Quitting could have been different reasons but there is a serious dearth of women on top leadership positions. There has been no substantial growth in women acquiring top positions in Fortune 500 companies. Rather in June 2017, there were 32 of them having CEO position in Fortune 5000 companies. Unfortunately by the end of 2017 that count is 26. Because 6 Woman CEO are quitting their jobs this year. In fact, these jobs are not going to women. Rather men will be acquiring these positions thus shrinking the count of women acquiring CEO position further. On one had the whole world is taking gender equality seriously. In fact, many global enterprises have this goal on their top agenda. But what is actually happening is not aligning well with it. Is it merely a fake call? Or otherwise what could be the possible reasons for not finding women on top?

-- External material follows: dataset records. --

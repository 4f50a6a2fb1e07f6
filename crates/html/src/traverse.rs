use crate::dom::NodeRef;

/// Pre-order iterator over the descendants of a node (the node itself excluded).
pub struct Descendants {
    stack: Vec<NodeRef>,
}

impl Iterator for Descendants {
    type Item = NodeRef;

    fn next(&mut self) -> Option<NodeRef> {
        let node = self.stack.pop()?;
        let mut children = node.children();
        children.reverse();
        self.stack.extend(children);
        Some(node)
    }
}

pub fn descendants(root: &NodeRef) -> Descendants {
    let mut stack = root.children();
    stack.reverse();
    Descendants { stack }
}

/// First element in tree order whose `attr` equals `value`.
pub fn find_element_by_attribute(root: &NodeRef, attr: &str, value: &str) -> Option<NodeRef> {
    descendants(root).find(|n| n.attribute_is(attr, value))
}

pub fn get_element_by_id(root: &NodeRef, id: &str) -> Option<NodeRef> {
    find_element_by_attribute(root, "id", id)
}

pub fn elements_by_tag_name(root: &NodeRef, tag: &str) -> Vec<NodeRef> {
    descendants(root).filter(|n| n.has_tag_name(tag)).collect()
}
//! Playback transport.
//!
//! Owns the playback state (position, playing flag, audio clock anchor) and is
//! the only thing allowed to change it. Renderers get a [`PlaybackView`] copy;
//! the seek controller and the host go through the methods here.
//!
//! ```text
//!   Idle --complete_load--> Ready --play--> Playing
//!     ^                       ^               |
//!     |                       +---stop/end----+
//!     +-------- begin_load (from any state)
//! ```
//!
//! A seek while playing restarts the output at the new offset, so the audible
//! position always matches the cursor. `PlayStarted` is raised only on the
//! `Ready -> Playing` edge, never on such a restart.

use std::fmt;
use std::sync::Arc;

use crate::audio::output::AudioOutput;
use crate::audio::types::AudioData;
use crate::error::{Error, Result};

#[derive(Debug, Clone, Copy, PartialEq, Eq, Default)]
pub enum TransportState {
    /// No asset bound.
    #[default]
    Idle,
    Ready,
    Playing,
}

impl fmt::Display for TransportState {
    fn fmt(&self, f: &mut fmt::Formatter<'_>) -> fmt::Result {
        match self {
            TransportState::Idle => write!(f, "idle"),
            TransportState::Ready => write!(f, "ready"),
            TransportState::Playing => write!(f, "playing"),
        }
    }
}

/// Lifecycle notifications delivered to subscribers.
#[derive(Debug, Clone, Copy, PartialEq)]
pub enum TransportEvent {
    AudioReady { duration: f64 },
    PlayStarted,
    Stopped,
    PlaybackTimeChanged { time_seconds: f64 },
    PlaybackComplete,
}

/// Read-only snapshot handed to renderers each frame.
#[derive(Debug, Clone, Copy, PartialEq, Default)]
pub struct PlaybackView {
    pub state: TransportState,
    pub playback_time: f64,
    pub duration: f64,
}

impl PlaybackView {
    /// Played fraction in `[0, 1]`; zero without an asset.
    pub fn progress(&self) -> f64 {
        if self.duration > 0.0 {
            (self.playback_time / self.duration).clamp(0.0, 1.0)
        } else {
            0.0
        }
    }
}

/// Identifies one `begin_load` call. Only the newest ticket can complete.
#[derive(Debug, Clone, PartialEq, Eq)]
pub struct LoadTicket {
    generation: u64,
    url: String,
}

impl LoadTicket {
    pub fn url(&self) -> &str {
        &self.url
    }
}

#[derive(Debug, Clone, Copy, PartialEq, Eq)]
pub enum LoadOutcome {
    Ready,
    /// A newer load was started before this one finished; the result was dropped.
    Superseded,
}

#[derive(Debug, Clone, Copy, Default)]
struct PlaybackState {
    is_playing: bool,
    playback_time: f64,
    clock_anchor: f64,
}

type Listener = Box<dyn FnMut(&TransportEvent) + Send>;

pub struct Transport<O> {
    output: O,
    asset: Option<Arc<AudioData>>,
    playback: PlaybackState,
    generation: u64,
    listeners: Vec<Listener>,
}

impl<O: AudioOutput> Transport<O> {
    pub fn new(output: O) -> Self {
        Self {
            output,
            asset: None,
            playback: PlaybackState::default(),
            generation: 0,
            listeners: Vec::new(),
        }
    }

    // ------------------------------------------------------------------
    // Observers
    // ------------------------------------------------------------------

    pub fn subscribe(&mut self, listener: impl FnMut(&TransportEvent) + Send + 'static) {
        self.listeners.push(Box::new(listener));
    }

    pub fn on_ready(&mut self, mut f: impl FnMut(f64) + Send + 'static) {
        self.subscribe(move |e| {
            if let TransportEvent::AudioReady { duration } = e {
                f(*duration)
            }
        });
    }

    pub fn on_play_started(&mut self, mut f: impl FnMut() + Send + 'static) {
        self.subscribe(move |e| {
            if matches!(e, TransportEvent::PlayStarted) {
                f()
            }
        });
    }

    pub fn on_stopped(&mut self, mut f: impl FnMut() + Send + 'static) {
        self.subscribe(move |e| {
            if matches!(e, TransportEvent::Stopped) {
                f()
            }
        });
    }

    pub fn on_playback_time_changed(&mut self, mut f: impl FnMut(f64) + Send + 'static) {
        self.subscribe(move |e| {
            if let TransportEvent::PlaybackTimeChanged { time_seconds } = e {
                f(*time_seconds)
            }
        });
    }

    pub fn on_playback_complete(&mut self, mut f: impl FnMut() + Send + 'static) {
        self.subscribe(move |e| {
            if matches!(e, TransportEvent::PlaybackComplete) {
                f()
            }
        });
    }

    fn emit(&mut self, event: TransportEvent) {
        for listener in &mut self.listeners {
            listener(&event);
        }
    }

    // ------------------------------------------------------------------
    // Queries
    // ------------------------------------------------------------------

    pub fn state(&self) -> TransportState {
        match (&self.asset, self.playback.is_playing) {
            (None, _) => TransportState::Idle,
            (Some(_), true) => TransportState::Playing,
            (Some(_), false) => TransportState::Ready,
        }
    }

    pub fn is_playing(&self) -> bool {
        self.playback.is_playing
    }

    pub fn playback_time(&self) -> f64 {
        self.playback.playback_time
    }

    /// Duration of the loaded asset, zero while idle.
    pub fn duration(&self) -> f64 {
        self.asset.as_ref().map(|a| a.duration).unwrap_or(0.0)
    }

    pub fn asset(&self) -> Option<&Arc<AudioData>> {
        self.asset.as_ref()
    }

    pub fn view(&self) -> PlaybackView {
        PlaybackView {
            state: self.state(),
            playback_time: self.playback.playback_time,
            duration: self.duration(),
        }
    }

    // ------------------------------------------------------------------
    // Loading
    // ------------------------------------------------------------------

    /// Drop the current asset and hand out a ticket for the fetch about to start.
    pub fn begin_load(&mut self, url: &str) -> LoadTicket {
        self.stop();
        self.output.unbind();
        self.asset = None;
        self.generation += 1;
        self.set_time(0.0);
        log::debug!("Load #{} started: {url}", self.generation);

        LoadTicket {
            generation: self.generation,
            url: url.to_string(),
        }
    }

    /// Commit the result of a fetch + decode started by `begin_load`.
    ///
    /// Results for superseded tickets are dropped without touching any state.
    pub fn complete_load(
        &mut self,
        ticket: &LoadTicket,
        result: Result<AudioData>,
    ) -> Result<LoadOutcome> {
        if ticket.generation != self.generation {
            log::debug!(
                "Discarding load #{} ({}), #{} is current",
                ticket.generation,
                ticket.url,
                self.generation
            );
            return Ok(LoadOutcome::Superseded);
        }

        let data = result.map_err(|e| match e {
            Error::LoadFailure { .. } => e,
            other => Error::load_failure(&ticket.url, other),
        })?;
        if !(data.duration.is_finite() && data.duration > 0.0) {
            return Err(Error::load_failure(
                &ticket.url,
                format!("asset has no playable duration ({})", data.duration),
            ));
        }

        let asset = Arc::new(data);
        self.output
            .bind(asset.clone())
            .map_err(|e| Error::load_failure(&ticket.url, e))?;

        let duration = asset.duration;
        self.asset = Some(asset);
        self.playback = PlaybackState::default();
        log::info!("Audio ready: {} ({duration:.2}s)", ticket.url);
        self.emit(TransportEvent::AudioReady { duration });
        Ok(LoadOutcome::Ready)
    }

    // ------------------------------------------------------------------
    // Transport controls
    // ------------------------------------------------------------------

    /// Start (or restart) playback at `at`, or at the current position.
    pub fn play(&mut self, at: Option<f64>) -> Result<()> {
        self.require_asset("play")?;
        let target = match at {
            Some(t) => self.clamp_time(t, "play")?,
            None => self.playback.playback_time,
        };

        self.output.restart_at(target)?;

        let was_playing = self.playback.is_playing;
        self.playback.clock_anchor = self.output.clock();
        self.playback.is_playing = true;
        self.set_time(target);

        if !was_playing {
            log::debug!("Play from {target:.3}s");
            self.emit(TransportEvent::PlayStarted);
        }
        Ok(())
    }

    /// Stop playback, keeping the position. No-op unless playing.
    pub fn stop(&mut self) {
        if !self.playback.is_playing {
            return;
        }
        self.output.stop();
        self.playback.is_playing = false;
        log::debug!("Stopped at {:.3}s", self.playback.playback_time);
        self.emit(TransportEvent::Stopped);
    }

    pub fn pause(&mut self) {
        self.stop();
    }

    pub fn play_pause(&mut self) -> Result<()> {
        if self.playback.is_playing {
            self.stop();
            Ok(())
        } else {
            self.play(None)
        }
    }

    /// Move the playback position, restarting the output if playing.
    pub fn seek(&mut self, seconds: f64) -> Result<()> {
        self.require_asset("seek")?;
        let target = self.clamp_time(seconds, "seek")?;

        if self.playback.is_playing {
            self.output.restart_at(target)?;
            self.playback.clock_anchor = self.output.clock();
        }
        self.set_time(target);
        Ok(())
    }

    /// Advance the position against the audio clock. Call once per frame.
    ///
    /// This is also where the end of the track is detected: once the position
    /// reaches the duration the transport stops, rewinds to zero and raises
    /// `PlaybackComplete`.
    pub fn sync(&mut self) {
        if self.playback.is_playing {
            let now = self.output.clock();
            let elapsed = (now - self.playback.clock_anchor).max(0.0);
            self.playback.clock_anchor = now;
            self.set_time(self.playback.playback_time + elapsed);
        }

        let Some(duration) = self.asset.as_ref().map(|a| a.duration) else {
            return;
        };
        if self.playback.playback_time >= duration {
            self.stop();
            self.set_time(0.0);
            log::debug!("Playback complete");
            self.emit(TransportEvent::PlaybackComplete);
        }
    }

    fn set_time(&mut self, seconds: f64) {
        self.playback.playback_time = seconds;
        self.emit(TransportEvent::PlaybackTimeChanged {
            time_seconds: seconds,
        });
    }

    fn require_asset(&self, operation: &'static str) -> Result<()> {
        if self.asset.is_none() {
            return Err(Error::InvalidState {
                operation,
                state: TransportState::Idle,
            });
        }
        Ok(())
    }

    fn clamp_time(&self, seconds: f64, operation: &str) -> Result<f64> {
        if !seconds.is_finite() {
            return Err(Error::InvalidArgument(format!(
                "{operation} target must be finite, got {seconds}"
            )));
        }
        Ok(seconds.clamp(0.0, self.duration()))
    }
}

#[cfg(test)]
pub(crate) mod testing {
    use std::sync::{Arc, Mutex};

    use super::*;

    #[derive(Debug, Clone, PartialEq)]
    pub enum Call {
        Bind(f64),
        Unbind,
        Restart(f64),
        Stop,
    }

    /// Output with a hand-driven clock that records every call.
    #[derive(Clone, Default)]
    pub struct FakeOutput {
        pub clock: Arc<Mutex<f64>>,
        pub calls: Arc<Mutex<Vec<Call>>>,
        pub fail_restart: Arc<Mutex<bool>>,
    }

    impl FakeOutput {
        pub fn advance(&self, seconds: f64) {
            *self.clock.lock().unwrap() += seconds;
        }

        pub fn calls(&self) -> Vec<Call> {
            self.calls.lock().unwrap().clone()
        }
    }

    impl AudioOutput for FakeOutput {
        fn clock(&self) -> f64 {
            *self.clock.lock().unwrap()
        }

        fn bind(&mut self, audio: Arc<AudioData>) -> Result<()> {
            self.calls.lock().unwrap().push(Call::Bind(audio.duration));
            Ok(())
        }

        fn unbind(&mut self) {
            self.calls.lock().unwrap().push(Call::Unbind);
        }

        fn restart_at(&mut self, offset: f64) -> Result<()> {
            if *self.fail_restart.lock().unwrap() {
                return Err(Error::Output("device gone".into()));
            }
            self.calls.lock().unwrap().push(Call::Restart(offset));
            Ok(())
        }

        fn stop(&mut self) {
            self.calls.lock().unwrap().push(Call::Stop);
        }
    }

    pub fn asset(duration: f64) -> AudioData {
        AudioData::from_mono(vec![0.0; (duration * 100.0) as usize], 100)
    }

    /// Transport with a loaded asset and a log of every event.
    pub fn loaded(
        duration: f64,
    ) -> (Transport<FakeOutput>, FakeOutput, Arc<Mutex<Vec<TransportEvent>>>) {
        let output = FakeOutput::default();
        let mut transport = Transport::new(output.clone());
        let ticket = transport.begin_load("test.wav");
        transport.complete_load(&ticket, Ok(asset(duration))).unwrap();

        let events = Arc::new(Mutex::new(Vec::new()));
        let sink = events.clone();
        transport.subscribe(move |e| sink.lock().unwrap().push(*e));
        (transport, output, events)
    }
}
use std::sync::Arc;

/// Decoded audio data stored entirely in memory.
#[derive(Clone, Debug, PartialEq)]
pub struct AudioData {
    /// Interleaved samples normalized to [-1.0, 1.0].
    pub samples: Vec<f32>,
    pub sample_rate: u32,
    pub channels: u16,
    /// Duration in seconds.
    pub duration: f64,
}

impl AudioData {
    /// Build a single-channel asset; the duration follows from the sample count.
    pub fn from_mono(samples: Vec<f32>, sample_rate: u32) -> Self {
        let duration = samples.len() as f64 / sample_rate as f64;
        Self {
            samples,
            sample_rate,
            channels: 1,
            duration,
        }
    }

    /// Total number of frames (samples per channel).
    pub fn num_frames(&self) -> usize {
        self.samples.len() / self.channels as usize
    }

    /// De-interleave one channel. Out-of-range indices yield an empty vector.
    pub fn channel(&self, index: usize) -> Vec<f32> {
        let ch = self.channels as usize;
        if index >= ch {
            return Vec::new();
        }
        if ch == 1 {
            return self.samples.clone();
        }
        self.samples
            .chunks_exact(ch)
            .map(|frame| frame[index])
            .collect()
    }
}

/// Commands sent from the UI thread to the audio thread.
#[derive(Debug, Clone)]
pub enum AudioCommand {
    /// Bind a decoded buffer. Playback stays stopped.
    Bind(Arc<AudioData>),
    /// Drop the bound buffer.
    Unbind,
    /// Stop whatever is playing and start again from the given offset in seconds.
    StartAt(f64),
    Stop,
}
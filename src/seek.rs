//! Pointer-driven seeking over the drawing surface.
//!
//! Every pointer event becomes a `Transport::seek`; the controller itself only
//! remembers whether a drag is in progress and whether playback was running
//! when it began.

use crate::audio::output::AudioOutput;
use crate::error::Result;
use crate::transport::{Transport, TransportState};

/// Horizontal extent of the surface in pointer coordinates.
#[derive(Debug, Clone, Copy, PartialEq)]
pub struct SeekArea {
    pub left: f32,
    pub width: f32,
}

impl SeekArea {
    pub fn new(left: f32, width: f32) -> Self {
        Self { left, width }
    }

    pub fn fraction(&self, pointer_x: f32) -> f64 {
        if self.width <= 0.0 {
            return 0.0;
        }
        (((pointer_x - self.left) / self.width) as f64).clamp(0.0, 1.0)
    }
}

#[derive(Debug, Default)]
pub struct SeekController {
    pressed: bool,
    resume: bool,
}

impl SeekController {
    pub fn new() -> Self {
        Self::default()
    }

    pub fn is_pressed(&self) -> bool {
        self.pressed
    }

    pub fn pointer_down<O: AudioOutput>(
        &mut self,
        pointer_x: f32,
        area: SeekArea,
        transport: &mut Transport<O>,
    ) -> Result<()> {
        if transport.state() == TransportState::Idle {
            return Ok(());
        }
        self.pressed = true;
        self.resume = transport.is_playing();
        seek_to(pointer_x, area, transport)
    }

    pub fn pointer_move<O: AudioOutput>(
        &mut self,
        pointer_x: f32,
        area: SeekArea,
        transport: &mut Transport<O>,
    ) -> Result<()> {
        if !self.pressed {
            return Ok(());
        }
        seek_to(pointer_x, area, transport)
    }

    /// Final seek of the drag. If playback was running when the drag started
    /// and has stopped since (the cursor hit the end), it is resumed here.
    pub fn pointer_up<O: AudioOutput>(
        &mut self,
        pointer_x: f32,
        area: SeekArea,
        transport: &mut Transport<O>,
    ) -> Result<()> {
        if !self.pressed {
            return Ok(());
        }
        self.pressed = false;
        let resume = std::mem::take(&mut self.resume);
        if transport.state() == TransportState::Idle {
            return Ok(());
        }

        seek_to(pointer_x, area, transport)?;
        if resume && !transport.is_playing() {
            transport.play(None)?;
        }
        Ok(())
    }
}

fn seek_to<O: AudioOutput>(
    pointer_x: f32,
    area: SeekArea,
    transport: &mut Transport<O>,
) -> Result<()> {
    let target = area.fraction(pointer_x) * transport.duration();
    transport.seek(target)
}
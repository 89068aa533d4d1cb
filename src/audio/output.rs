use std::sync::Arc;

use super::types::AudioData;
use crate::error::Result;

/// Something that can play a decoded buffer from an arbitrary offset and
/// report a monotonic audio clock.
///
/// The transport never drives playback any other way: every play or seek
/// is a single `restart_at`, which must stop the previous source before
/// starting the new one so two sources are never audible at once.
pub trait AudioOutput {
    /// Audio-system time in seconds. Advances continuously, playing or not.
    fn clock(&self) -> f64;

    /// Make `audio` the buffer used by subsequent `restart_at` calls.
    fn bind(&mut self, audio: Arc<AudioData>) -> Result<()>;

    /// Stop playback and release the bound buffer.
    fn unbind(&mut self);

    /// Stop the current source (if any) and start playing at `offset` seconds.
    /// On error nothing has changed.
    fn restart_at(&mut self, offset: f64) -> Result<()>;

    fn stop(&mut self);
}
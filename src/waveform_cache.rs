use crate::config::Fidelity;

/// A single envelope entry: min and max sample values for one drawn column.
#[derive(Clone, Copy, Debug, PartialEq)]
pub struct Peak {
    pub min: f32,
    pub max: f32,
}

impl Peak {
    pub const SILENT: Peak = Peak { min: 0.0, max: 0.0 };

    pub fn amplitude(&self) -> f32 {
        self.max - self.min
    }
}

/// Number of columns that fit in `width` with the given stride.
pub fn column_count(width: f32, stride: f32) -> usize {
    if width <= 0.0 || stride <= 0.0 {
        return 0;
    }
    (width / stride).floor() as usize
}

/// Summarize `samples` into exactly `columns` envelope entries.
///
/// Column `i` covers samples `[i * n / columns, (i + 1) * n / columns)`. The
/// result depends only on the samples and the column count, never on a
/// previously computed envelope.
pub fn build_envelope(samples: &[f32], columns: usize, fidelity: Fidelity) -> Vec<Peak> {
    let n = samples.len();
    (0..columns)
        .map(|i| {
            let start = i * n / columns;
            let end = (i + 1) * n / columns;
            let range = &samples[start..end];
            if range.is_empty() {
                return Peak::SILENT;
            }
            match fidelity {
                Fidelity::Peaks => min_max(range),
                Fidelity::Sampled => {
                    let half = range[0].abs() / 2.0;
                    Peak {
                        min: -half,
                        max: half,
                    }
                }
            }
        })
        .collect()
}

fn min_max(chunk: &[f32]) -> Peak {
    let mut min = f32::MAX;
    let mut max = f32::MIN;
    for &s in chunk {
        if s < min {
            min = s;
        }
        if s > max {
            max = s;
        }
    }
    Peak { min, max }
}
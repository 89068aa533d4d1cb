//! End-to-end checks of the transport, frame loop and waveform widget
//! against a scripted audio clock.

use std::sync::{Arc, Mutex};

use approx::assert_relative_eq;
use iced::Size;

use waveslab::audio::output::AudioOutput;
use waveslab::audio::types::AudioData;
use waveslab::transport::LoadOutcome;
use waveslab::{
    Error, Result, Transport, TransportEvent, TransportState, Visualizer, WaveformConfig,
    WaveformRenderer,
};

/// Output whose clock only moves when the test says so.
#[derive(Clone, Default)]
struct ScriptedOutput {
    clock: Arc<Mutex<f64>>,
    restarts: Arc<Mutex<Vec<f64>>>,
}

impl ScriptedOutput {
    fn advance(&self, seconds: f64) {
        *self.clock.lock().unwrap() += seconds;
    }

    fn restarts(&self) -> Vec<f64> {
        self.restarts.lock().unwrap().clone()
    }
}

impl AudioOutput for ScriptedOutput {
    fn clock(&self) -> f64 {
        *self.clock.lock().unwrap()
    }

    fn bind(&mut self, _audio: Arc<AudioData>) -> Result<()> {
        Ok(())
    }

    fn unbind(&mut self) {}

    fn restart_at(&mut self, offset: f64) -> Result<()> {
        self.restarts.lock().unwrap().push(offset);
        Ok(())
    }

    fn stop(&mut self) {}
}

fn tone(duration: f64) -> AudioData {
    let rate = 100;
    let samples = (0..(duration * rate as f64) as usize)
        .map(|i| ((i as f32) * 0.3).sin() * 0.8)
        .collect();
    AudioData::from_mono(samples, rate)
}

fn ready_transport(
    duration: f64,
) -> (
    Transport<ScriptedOutput>,
    ScriptedOutput,
    Arc<Mutex<Vec<TransportEvent>>>,
) {
    let output = ScriptedOutput::default();
    let mut transport = Transport::new(output.clone());
    let events = Arc::new(Mutex::new(Vec::new()));
    let sink = events.clone();
    transport.subscribe(move |e| sink.lock().unwrap().push(*e));

    let ticket = transport.begin_load("tone.wav");
    transport.complete_load(&ticket, Ok(tone(duration))).unwrap();
    (transport, output, events)
}

#[test]
fn seek_keeps_state_and_reports_new_time() {
    let (mut transport, _, _) = ready_transport(10.0);

    transport.seek(3.0).unwrap();
    assert_eq!(transport.state(), TransportState::Ready);
    assert_relative_eq!(transport.playback_time(), 3.0);

    transport.play(None).unwrap();
    transport.seek(7.0).unwrap();
    assert_eq!(transport.state(), TransportState::Playing);
    assert_relative_eq!(transport.playback_time(), 7.0);
}

#[test]
fn sync_does_nothing_while_ready() {
    let (mut transport, output, _) = ready_transport(10.0);
    transport.seek(4.0).unwrap();

    output.advance(3.0);
    transport.sync();
    transport.sync();
    assert_relative_eq!(transport.playback_time(), 4.0);
}

#[test]
fn stop_then_play_resumes_where_it_stopped() {
    let (mut transport, output, _) = ready_transport(10.0);

    transport.play(Some(5.0)).unwrap();
    transport.stop();
    output.advance(2.0);
    transport.play(None).unwrap();

    assert_eq!(output.restarts(), vec![5.0, 5.0]);
    assert_relative_eq!(transport.playback_time(), 5.0);
}

#[test]
fn reaching_the_end_completes_exactly_once() {
    let (mut transport, output, events) = ready_transport(2.0);
    transport.play(None).unwrap();

    output.advance(2.5);
    transport.sync();
    transport.sync();

    assert_eq!(transport.state(), TransportState::Ready);
    assert_eq!(transport.playback_time(), 0.0);
    let completions = events
        .lock()
        .unwrap()
        .iter()
        .filter(|e| matches!(e, TransportEvent::PlaybackComplete))
        .count();
    assert_eq!(completions, 1);
}

#[test]
fn only_the_newest_load_wins() {
    let output = ScriptedOutput::default();
    let mut transport = Transport::new(output);

    let first = transport.begin_load("first.wav");
    let second = transport.begin_load("second.wav");

    assert_eq!(
        transport.complete_load(&second, Ok(tone(3.0))).unwrap(),
        LoadOutcome::Ready
    );
    assert_eq!(
        transport.complete_load(&first, Ok(tone(8.0))).unwrap(),
        LoadOutcome::Superseded
    );
    assert_relative_eq!(transport.duration(), 3.0);
}

#[test]
fn failed_load_stays_idle() {
    let mut transport = Transport::new(ScriptedOutput::default());
    let ticket = transport.begin_load("missing.wav");
    let err = transport
        .complete_load(&ticket, Err(Error::Decode("no audio track".into())))
        .unwrap_err();

    assert!(matches!(err, Error::LoadFailure { .. }));
    assert_eq!(transport.state(), TransportState::Idle);
    assert!(transport.play(None).is_err());
}

#[test]
fn waveform_envelope_depends_only_on_width() {
    let output = ScriptedOutput::default();
    let renderer = WaveformRenderer::new(WaveformConfig::default()).unwrap();
    let mut vis = Visualizer::new(renderer, output);
    vis.resize(Size::new(300.0, 80.0));

    let ticket = vis.generate("tone.wav");
    vis.finish_load(&ticket, Ok(tone(4.0))).unwrap();
    let original = vis.renderer().envelope().to_vec();
    assert_eq!(original.len(), 50);

    vis.resize(Size::new(120.0, 80.0));
    vis.frame();
    assert_eq!(vis.renderer().envelope().len(), 20);

    vis.resize(Size::new(300.0, 80.0));
    vis.frame();
    assert_eq!(vis.renderer().envelope(), original.as_slice());
}

#[test]
fn frames_advance_the_cursor_while_playing() {
    let output = ScriptedOutput::default();
    let renderer = WaveformRenderer::new(WaveformConfig::default()).unwrap();
    let mut vis = Visualizer::new(renderer, output.clone());
    vis.resize(Size::new(300.0, 80.0));

    let ticket = vis.generate("tone.wav");
    vis.finish_load(&ticket, Ok(tone(4.0))).unwrap();
    vis.play(None).unwrap();

    for _ in 0..10 {
        output.advance(0.1);
        assert!(vis.frame());
    }
    assert_relative_eq!(vis.playback_time(), 1.0, epsilon = 1e-9);

    for _ in 0..40 {
        output.advance(0.1);
        vis.frame();
    }
    assert_eq!(vis.state(), TransportState::Ready);
    assert_eq!(vis.playback_time(), 0.0);
}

If we look at Women CEO, it is an iota of the total strength, i.e. just 5% in S&P 500 companies. A global research company Catalyst says hardly 21% of women are there in boardroom at S&P 500 comapnies. Even those 21% are far below in terms of salary and perks in comparison to their male counterparts. Although the number of Women shifting to top leadership positions is increasing but at a very marginal pace. That makes it quite insignificant. Let us see 6 woman CEO surrendering their position during 2017. The top name that comes to my mind in that regard is Marissa Mayer, CEO, Yahoo. All the five years that Marissa had in this position were full of controversies. After Verizon buying Yahoo and merging it with AOL thereby creating OATH, Marissa had to bid adieu to Yahoo. Though with a hefty exit package of $250 million.
Woman CEO ratio is marginal in comparison to men
Tim Armstrong of AOL taking charge of Oath as its new CEO says by the year 2020 he wants to fill at least half of Oath’s top management positions with women. The second woman CEO is Meg Whitman quitting Hewlett Packard Enterpise (HPE) in November after having a successful tenrure of six years there. While in February she expresses to have a long journey with HPE, it is in November that HPE declares her departure from the organization. Third name in this context is of Irene Rosenfeld, CEO, Kraft and later CEO, Mondelez. Fourth name is Ilene Gordon, CEO, Ingredion. Fifth woman CEO to part away this year in June is Kim Lubel, CEO, CST Brands. And finally, it is Sheri McCoy, CEO, Avon leaving the organization after five years of her tenure here as CEO. Avon is yet to find her replacement since her exit in August.